Army of the Shenandoah

From Academic Kids

The Army of the Shenandoah, first organized in 1861 and then disbanded, is best known for its recreation in 1864 under Philip Sheridan. It played a crucial role in the closing days of the American Civil War, the Valley Campaigns of 1864.



A Union force was designated Army of the Shenandoah in 1861 under the command of Robert Patterson, but saw little action before being disbanded by the order of General-in-Chief Winfield Scott.

The force was next created by order of Ulysses S. Grant on July 7, 1864, in response to a raid by Jubal Early and his army of 15,000 on Washington, D.C., and especially his defeat of Lew Wallace at the Battle of Monocacy Junction. The new Army of the Shenandoah was comprised of the Union VI Corps (Horatio G. Wright), XIX Corps (William H. Emory), and George Crook's Army of West Virginia (VIII Corps). It was placed under Sheridan’s command with orders to repel Early, deal with Confederate guerillas, and press on into the Shenandoah Valley in Virginia.

Early, ever the cunning strategist, kept his force moving so as not to be trapped by Sheridan’s vastly superior force; his raid had, if anything, a good deal of success for southern morale. Confederate General Robert E. Lee, coming to the conclusion that Early had done all that was practical, ordered Early to return two of his divisions to Richmond and remain to tie up Sheridan. Learning of this, Sheridan waited until Early weakened himself and then attacked at the Third Battle of Winchester on September 19 and then again at the Battle of Fisher’s Hill on September 20 and 21. By the end of these battles, Early’s force was effectively out of the war, and Sheridan proceeded with his secondary orders to destroy the ability of the Shenandoah Valley to produce foodstuffs for the Confederacy, torching farms and more than 2,000 mills.
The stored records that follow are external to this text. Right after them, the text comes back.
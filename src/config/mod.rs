//! Configuration management for Harbor.
//!
//! Harbor reads a TOML file with support for:
//! - Environment variable substitution (`${VAR_NAME}`)
//! - `HARBOR_<SECTION>_<KEY>` environment overrides
//! - Default values for everything but the database connection
//! - Validation on load
//!
//! # Configuration Structure
//!
//! - [`ApplicationConfig`] - Log level and dry-run mode
//! - [`PostgreSQLConfig`] - Connection pool and TLS settings
//! - [`EtlConfig`] - Partitions, paging, workers, and scheduling policy
//! - [`LoggingConfig`] - Local JSON file logging
//!
//! # Example Configuration
//!
//! ```toml
//! database_target = "postgresql"
//!
//! [application]
//! log_level = "info"
//!
//! [postgresql]
//! connection_string = "${HARBOR_DATABASE_URL}"
//! ssl_mode = "require"
//!
//! [etl]
//! document_types = ["enrollment", "fhir"]
//! workers = 2
//!
//! [etl.policy]
//! stale_after_seconds = 900
//! backoff_initial_seconds = 30
//!
//! [etl.policies.fhir]
//! terminal_after_attempts = 10
//! ```
//!
//! # Validation
//!
//! ```rust,no_run
//! use harbor::config::load_config;
//!
//! match load_config("harbor.toml") {
//!     Ok(config) => println!("Configuration valid: {:?}", config.database_target),
//!     Err(e) => eprintln!("Configuration error: {e}"),
//! }
//! ```

pub mod loader;
pub mod schema;
pub mod secret;

pub use loader::{load_config, load_config_str};
pub use schema::{
    ApplicationConfig, DatabaseTarget, EtlConfig, HarborConfig, LoggingConfig, PolicyConfig,
    PolicyOverride, PostgreSQLConfig,
};
pub use secret::{secret_string, SecretString, SecretValue};
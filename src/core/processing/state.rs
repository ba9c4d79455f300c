//! Derived processing state
//!
//! State is never stored. It is recomputed from a record's log every time it
//! is needed, so a crash can never leave it out of sync with the log.

use crate::domain::log::{ProcessingLogEntry, ProcessingOutcome};
use serde::Serialize;
use std::fmt;

/// Processing state of one receiving record
#[derive(Debug, Clone, Copy, PartialEq, Eq, Hash, PartialOrd, Ord, Serialize)]
#[serde(rename_all = "kebab-case")]
pub enum ProcessingState {
    /// No log entries yet
    Unprocessed,
    /// Latest entry is `attempted`
    InFlight,
    /// Latest entry is `succeeded`
    Done,
    /// Latest entry is `failed-retryable`
    Retryable,
    /// Latest entry is `failed-terminal`
    Dead,
}

impl ProcessingState {
    /// All states, in display order
    pub const ALL: [ProcessingState; 5] = [
        ProcessingState::Unprocessed,
        ProcessingState::InFlight,
        ProcessingState::Done,
        ProcessingState::Retryable,
        ProcessingState::Dead,
    ];

    /// Derive the state from the latest log entry
    ///
    /// # Examples
    ///
    /// ```
    /// use harbor::core::processing::ProcessingState;
    ///
    /// assert_eq!(ProcessingState::derive(None), ProcessingState::Unprocessed);
    /// ```
    pub fn derive(latest: Option<&ProcessingLogEntry>) -> Self {
        match latest.map(|e| e.outcome) {
            None => ProcessingState::Unprocessed,
            Some(ProcessingOutcome::Attempted) => ProcessingState::InFlight,
            Some(ProcessingOutcome::Succeeded) => ProcessingState::Done,
            Some(ProcessingOutcome::FailedRetryable) => ProcessingState::Retryable,
            Some(ProcessingOutcome::FailedTerminal) => ProcessingState::Dead,
        }
    }

    /// Derive the state from a full history
    pub fn from_history(history: &[ProcessingLogEntry]) -> Self {
        Self::derive(history.last())
    }

    /// Wire name
    pub fn as_str(&self) -> &'static str {
        match self {
            ProcessingState::Unprocessed => "unprocessed",
            ProcessingState::InFlight => "in-flight",
            ProcessingState::Done => "done",
            ProcessingState::Retryable => "retryable",
            ProcessingState::Dead => "dead",
        }
    }
}

impl fmt::Display for ProcessingState {
    fn fmt(&self, f: &mut fmt::Formatter<'_>) -> fmt::Result {
        f.write_str(self.as_str())
    }
}

/// The current run of retryable failures at the tail of a log
///
/// The run starts after the last `succeeded`, `failed-terminal`, or
/// administrative reset entry.
#[derive(Debug, Clone, Copy, Default, PartialEq, Eq)]
pub struct RetryStreak {
    /// `failed-retryable` entries in the run
    pub failures: u32,
    /// `attempted` entries in the run
    pub attempts: u32,
}

impl RetryStreak {
    /// Measure the streak at the end of a history
    pub fn measure(history: &[ProcessingLogEntry]) -> Self {
        let mut streak = Self::default();
        for entry in history.iter().rev() {
            match entry.outcome {
                ProcessingOutcome::Attempted => streak.attempts += 1,
                ProcessingOutcome::FailedRetryable if entry.is_reset() => break,
                ProcessingOutcome::FailedRetryable => streak.failures += 1,
                ProcessingOutcome::Succeeded | ProcessingOutcome::FailedTerminal => break,
            }
        }
        streak
    }
}
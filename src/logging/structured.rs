//! Structured logging setup using tracing
//!
//! Console output is always on. When `local_enabled` is set, a second layer
//! writes JSON lines to a rotating file through a non-blocking writer.

use crate::config::LoggingConfig;
use crate::domain::{HarborError, Result};
use tracing::Level;
use tracing_appender::non_blocking::WorkerGuard;
use tracing_appender::rolling::{RollingFileAppender, Rotation};
use tracing_subscriber::fmt::format::FmtSpan;
use tracing_subscriber::layer::SubscriberExt;
use tracing_subscriber::util::SubscriberInitExt;
use tracing_subscriber::{EnvFilter, Layer};

/// File name prefix of rotated log files
const LOG_FILE_PREFIX: &str = "harbor.log";

/// Guard that must be kept alive for the duration of the program
/// to ensure logs are flushed properly
pub struct LoggingGuard {
    _file_guard: Option<WorkerGuard>,
}

/// Initialize the logging system based on configuration
///
/// `RUST_LOG` takes precedence over `log_level_str` when set.
///
/// # Errors
///
/// Returns `HarborError::Configuration` for an unknown level, an unknown
/// rotation, or a log directory that cannot be created.
///
/// # Example
///
/// ```no_run
/// use harbor::logging::init_logging;
/// use harbor::config::LoggingConfig;
///
/// let config = LoggingConfig::default();
/// let _guard = init_logging("info", &config).expect("Failed to initialize logging");
/// // Keep _guard alive for the duration of the program
/// ```
pub fn init_logging(log_level_str: &str, config: &LoggingConfig) -> Result<LoggingGuard> {
    let log_level = parse_log_level(log_level_str)?;

    let env_filter = EnvFilter::try_from_default_env()
        .unwrap_or_else(|_| EnvFilter::new(format!("harbor={log_level}")));

    let mut layers = Vec::new();

    let console_layer = tracing_subscriber::fmt::layer()
        .with_target(true)
        .with_thread_ids(true)
        .with_filter(env_filter.clone());
    layers.push(console_layer.boxed());

    let file_guard = if config.local_enabled {
        let rotation = parse_rotation(&config.local_rotation)?;

        std::fs::create_dir_all(&config.local_path).map_err(|e| {
            HarborError::Configuration(format!(
                "Failed to create log directory {}: {e}",
                config.local_path
            ))
        })?;

        let file_appender = RollingFileAppender::new(rotation, &config.local_path, LOG_FILE_PREFIX);
        let (non_blocking, guard) = tracing_appender::non_blocking(file_appender);

        let file_layer = tracing_subscriber::fmt::layer()
            .json()
            .with_target(true)
            .with_thread_ids(true)
            .with_thread_names(true)
            .with_span_events(FmtSpan::CLOSE)
            .with_writer(non_blocking)
            .with_filter(env_filter);

        layers.push(file_layer.boxed());
        Some(guard)
    } else {
        None
    };

    tracing_subscriber::registry().with(layers).init();

    tracing::info!(
        local_enabled = config.local_enabled,
        local_path = %config.local_path,
        "Logging initialized"
    );

    Ok(LoggingGuard {
        _file_guard: file_guard,
    })
}

/// Parse log level from string
fn parse_log_level(level_str: &str) -> Result<Level> {
    match level_str.to_lowercase().as_str() {
        "trace" => Ok(Level::TRACE),
        "debug" => Ok(Level::DEBUG),
        "info" => Ok(Level::INFO),
        "warn" => Ok(Level::WARN),
        "error" => Ok(Level::ERROR),
        _ => Err(HarborError::Configuration(format!(
            "Invalid log level: {level_str}. Must be one of: trace, debug, info, warn, error"
        ))),
    }
}

fn parse_rotation(rotation: &str) -> Result<Rotation> {
    match rotation {
        "daily" => Ok(Rotation::DAILY),
        "hourly" => Ok(Rotation::HOURLY),
        "never" => Ok(Rotation::NEVER),
        other => Err(HarborError::Configuration(format!(
            "Invalid logging.local_rotation: {other}. Must be one of: daily, hourly, never"
        ))),
    }
}
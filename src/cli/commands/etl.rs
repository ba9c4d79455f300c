//! ETL command implementation
//!
//! Runs the orchestrator, either for a single pass (`--once`) or as a
//! long-running worker pool until a shutdown signal arrives.

use super::{connect, load, parse_document_type, try_code, EXIT_CONFIG, EXIT_FATAL, EXIT_OK};
use crate::core::etl::{EtlOrchestrator, EtlSettings, PartitionSummary, RunSummary, TransformRegistry};
use clap::Args;
use std::time::{Duration, Instant};
use tokio::sync::watch;

/// Arguments for the etl command
#[derive(Args, Debug)]
pub struct EtlArgs {
    /// Run a single pass and exit
    #[arg(long)]
    pub once: bool,

    /// Derive and transform, but write nothing to the log or warehouse
    #[arg(long)]
    pub dry_run: bool,

    /// Restrict to these document types
    #[arg(long = "document-type", value_delimiter = ',')]
    pub document_types: Vec<String>,

    /// Number of concurrent workers (overrides etl.workers)
    #[arg(short, long)]
    pub workers: Option<usize>,
}

impl EtlArgs {
    /// Execute the etl command
    pub async fn execute(
        &self,
        config_path: &str,
        shutdown_signal: watch::Receiver<bool>,
    ) -> anyhow::Result<i32> {
        tracing::info!("Starting etl command");

        let config = try_code!(load(config_path));
        let dry_run = self.dry_run || config.application.dry_run;

        let mut settings = match EtlSettings::from_config(&config.etl, dry_run) {
            Ok(s) => s,
            Err(e) => {
                println!("❌ Invalid ETL configuration");
                println!("   Error: {e}");
                return Ok(EXIT_CONFIG);
            }
        };

        if !self.document_types.is_empty() {
            let mut types = Vec::with_capacity(self.document_types.len());
            for name in &self.document_types {
                types.push(try_code!(parse_document_type(name)));
            }
            tracing::info!(document_types = ?types, "Overriding document types from CLI");
            settings = settings.with_document_types(types);
        }

        let workers = self.workers.unwrap_or(config.etl.workers).max(1);
        let shutdown_timeout = Duration::from_secs(config.etl.shutdown_timeout_secs);

        let storage = try_code!(connect(&config).await);
        let transforms = TransformRegistry::with_defaults();
        tracing::debug!(
            document_types = ?transforms.document_types(),
            "Registered transforms"
        );
        let orchestrator = match EtlOrchestrator::new(&storage, transforms, settings) {
            Ok(o) => o.with_shutdown(shutdown_signal.clone()),
            Err(e) => {
                println!("❌ Failed to initialize ETL");
                println!("   Error: {e}");
                return Ok(EXIT_CONFIG);
            }
        };

        if dry_run {
            println!("🔍 DRY RUN MODE - No data will be written to the database");
            println!();
        }

        let partitions: Vec<&str> = orchestrator
            .settings()
            .document_types
            .iter()
            .map(|t| t.as_str())
            .collect();
        println!("🚀 Starting ETL ({workers} worker(s))");
        println!("  Partitions: {}", partitions.join(", "));
        if !self.once {
            println!(
                "  Poll interval: {}s (Ctrl+C to stop)",
                orchestrator.settings().poll_interval.as_secs()
            );
        }
        println!();

        let started = Instant::now();
        let run = async {
            if self.once {
                let mut run = RunSummary::default();
                for pass in orchestrator.run_pass_with_workers(workers).await {
                    pass.log_summary();
                    run.record(&pass);
                }
                run
            } else {
                orchestrator.run_workers(workers).await
            }
        };

        let summary = tokio::select! {
            summary = run => summary,
            _ = shutdown_deadline(shutdown_signal.clone(), shutdown_timeout) => {
                tracing::error!(
                    timeout_secs = shutdown_timeout.as_secs(),
                    "Workers did not stop within the shutdown timeout"
                );
                println!("❌ Workers did not stop within {}s; exiting", shutdown_timeout.as_secs());
                println!("   Claims left in flight will be taken over once stale");
                return Ok(EXIT_FATAL);
            }
        };

        print_summary(&summary.totals, summary.passes, started.elapsed(), dry_run);

        if *shutdown_signal.borrow() {
            println!("⚠️  ETL stopped by shutdown signal");
            println!("   Unfinished records will be picked up on the next run");
        }

        if summary.totals.errors.is_empty() {
            println!("✅ ETL completed successfully!");
            Ok(EXIT_OK)
        } else {
            println!("⚠️  ETL completed with errors:");
            for error in summary.totals.errors.iter().take(10) {
                println!("  - {error}");
            }
            if summary.totals.errors.len() > 10 {
                println!("  ... and {} more", summary.totals.errors.len() - 10);
            }
            Ok(EXIT_FATAL)
        }
    }
}

/// Resolves `timeout` after shutdown is requested; never resolves otherwise
async fn shutdown_deadline(mut signal: watch::Receiver<bool>, timeout: Duration) {
    if signal.wait_for(|stop| *stop).await.is_err() {
        std::future::pending::<()>().await;
    }
    tokio::time::sleep(timeout).await;
}

fn print_summary(totals: &PartitionSummary, passes: usize, elapsed: Duration, dry_run: bool) {
    println!();
    println!("📊 ETL Summary:");
    println!("  Passes: {passes}");
    println!("  Examined: {}", totals.examined);
    println!("  Candidates: {}", totals.candidates);
    if dry_run {
        println!("  Would succeed: {}", totals.succeeded);
        println!("  Would skip: {}", totals.skipped);
        println!("  Would fail (retryable): {}", totals.failed_retryable);
        println!("  Would fail (terminal): {}", totals.failed_terminal);
    } else {
        println!("  Claimed: {}", totals.claimed);
        println!("  Lost races: {}", totals.lost_races);
        println!("  Succeeded: {}", totals.succeeded);
        println!("  Skipped: {}", totals.skipped);
        println!("  Failed (retryable): {}", totals.failed_retryable);
        println!("  Failed (terminal): {}", totals.failed_terminal);
    }
    println!("  Duration: {:.2}s", elapsed.as_secs_f64());
    println!();
}

#[cfg(test)]
mod tests {
    use super::*;

    #[tokio::test]
    async fn test_deadline_waits_for_signal() {
        let (tx, rx) = watch::channel(false);
        let deadline = shutdown_deadline(rx, Duration::from_millis(10));
        tokio::pin!(deadline);

        let early = tokio::time::timeout(Duration::from_millis(50), &mut deadline).await;
        assert!(early.is_err());

        tx.send(true).unwrap();
        let fired = tokio::time::timeout(Duration::from_millis(500), &mut deadline).await;
        assert!(fired.is_ok());
    }

    #[tokio::test]
    async fn test_deadline_never_fires_without_sender() {
        let (tx, rx) = watch::channel(false);
        drop(tx);
        let fired =
            tokio::time::timeout(Duration::from_millis(50), shutdown_deadline(rx, Duration::ZERO))
                .await;
        assert!(fired.is_err());
    }
}
//! Transforms
//!
//! A transform turns one immutable receiving record into the warehouse
//! entities it implies. The orchestrator only cares about the classified
//! result; what a transform does with the payload is its own business.

use crate::domain::document::DocumentType;
use crate::domain::errors::TransformError;
use crate::domain::record::ReceivingRecord;
use crate::domain::warehouse::WarehouseEntity;
use async_trait::async_trait;
use std::collections::HashMap;
use std::sync::Arc;

/// Result of a successful transform
#[derive(Debug, Clone, PartialEq)]
pub enum TransformOutput {
    /// Entities to apply for the record
    Entities(Vec<WarehouseEntity>),

    /// Nothing to write; the record is deliberately ignored
    Skipped(String),
}

impl TransformOutput {
    /// Entities to apply
    pub fn entities(entities: Vec<WarehouseEntity>) -> Self {
        TransformOutput::Entities(entities)
    }

    /// Skip the record with a reason
    pub fn skipped(reason: impl Into<String>) -> Self {
        TransformOutput::Skipped(reason.into())
    }
}

/// Type-specific transform
#[async_trait]
pub trait Transform: Send + Sync {
    /// Document type this transform handles
    fn document_type(&self) -> DocumentType;

    /// Revision of the transform's rules
    ///
    /// Records that succeeded at an older revision are processed again.
    fn revision(&self) -> u32;

    /// Transform one record
    ///
    /// Must be a function of the record alone, or of external state that
    /// only ever grows, so a re-run after a crash produces the same set.
    ///
    /// # Errors
    ///
    /// Returns a classified [`TransformError`].
    async fn transform(&self, record: &ReceivingRecord)
        -> Result<TransformOutput, TransformError>;
}

/// Transforms by document type
#[derive(Clone, Default)]
pub struct TransformRegistry {
    transforms: HashMap<DocumentType, Arc<dyn Transform>>,
}

impl TransformRegistry {
    /// Empty registry
    pub fn new() -> Self {
        Self::default()
    }

    /// Registry with [`DocumentTransform`] for every document type
    pub fn with_defaults() -> Self {
        let mut registry = Self::new();
        for document_type in DocumentType::ALL {
            registry.register(Arc::new(DocumentTransform::new(document_type)));
        }
        registry
    }

    /// Register a transform, replacing any previous one for its type
    pub fn register(&mut self, transform: Arc<dyn Transform>) -> &mut Self {
        self.transforms.insert(transform.document_type(), transform);
        self
    }

    /// Transform for a document type
    pub fn get(&self, document_type: DocumentType) -> Option<Arc<dyn Transform>> {
        self.transforms.get(&document_type).cloned()
    }

    /// Registered document types, sorted
    pub fn document_types(&self) -> Vec<DocumentType> {
        let mut types: Vec<DocumentType> = self.transforms.keys().copied().collect();
        types.sort();
        types
    }
}

/// Built-in transform projecting a payload into a single `document` entity
pub struct DocumentTransform {
    document_type: DocumentType,
}

impl DocumentTransform {
    /// Entity kind written by this transform
    pub const KIND: &'static str = "document";

    /// Current revision
    pub const REVISION: u32 = 1;

    /// Create the transform for one document type
    pub fn new(document_type: DocumentType) -> Self {
        Self { document_type }
    }
}

#[async_trait]
impl Transform for DocumentTransform {
    fn document_type(&self) -> DocumentType {
        self.document_type
    }

    fn revision(&self) -> u32 {
        Self::REVISION
    }

    async fn transform(
        &self,
        record: &ReceivingRecord,
    ) -> Result<TransformOutput, TransformError> {
        // Payloads were validated on the way in; failing to parse now means
        // the stored bytes are damaged and retrying will not help
        let body = record
            .document()
            .map_err(|e| TransformError::terminal(format!("stored payload unreadable: {e}")))?;

        Ok(TransformOutput::entities(vec![WarehouseEntity::new(
            Self::KIND,
            record.id.to_string(),
            body,
        )]))
    }
}

#[cfg(test)]
mod tests {
    use super::*;
    use crate::domain::ids::RecordId;
    use chrono::Utc;
    use serde_json::json;

    fn record(payload: &str) -> ReceivingRecord {
        ReceivingRecord {
            id: RecordId::new(7).unwrap(),
            document_type: DocumentType::Enrollment,
            payload: payload.to_string(),
            checksum: String::new(),
            received_at: Utc::now(),
        }
    }

    #[tokio::test]
    async fn test_document_transform_emits_one_entity() {
        let transform = DocumentTransform::new(DocumentType::Enrollment);
        let output = transform
            .transform(&record("{\"participant\":\"abc\"}"))
            .await
            .unwrap();

        assert_eq!(
            output,
            TransformOutput::Entities(vec![WarehouseEntity::new(
                "document",
                "7",
                json!({"participant": "abc"})
            )])
        );
    }

    #[tokio::test]
    async fn test_document_transform_damaged_payload_is_terminal() {
        let transform = DocumentTransform::new(DocumentType::Enrollment);
        let err = transform.transform(&record("{oops")).await.unwrap_err();
        assert!(!err.is_retryable());
    }

    #[test]
    fn test_registry_defaults_cover_every_type() {
        let registry = TransformRegistry::with_defaults();
        assert_eq!(registry.document_types(), DocumentType::ALL.to_vec());
        assert_eq!(
            registry.get(DocumentType::Kit).unwrap().document_type(),
            DocumentType::Kit
        );
    }
}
Reinforced again in reaction to the threat of Sheridan’s 31,000-man army, Early moved against Sheridan once more. After a decisive cavalry victory by Union forces under Brig. Gen. George Armstrong Custer at the Battle of Tom’s Brook, Early’s army launched a surprise attack against Sheridan at the Battle of Cedar Creek on October 19. Initially successful, the Confederates were repelled by a Union counterattack and the Valley was firmly under Union control.

Following their victory, portions of the Army of the Shenandoah were detached to Grant at Petersburg and to William Tecumseh Sherman in Georgia. Sheridan himself joined Grant. Command of the army then passed to Brig. Gen. Alfred Thomas Torbert until June 27, 1865, when the force was disbanded for the final time.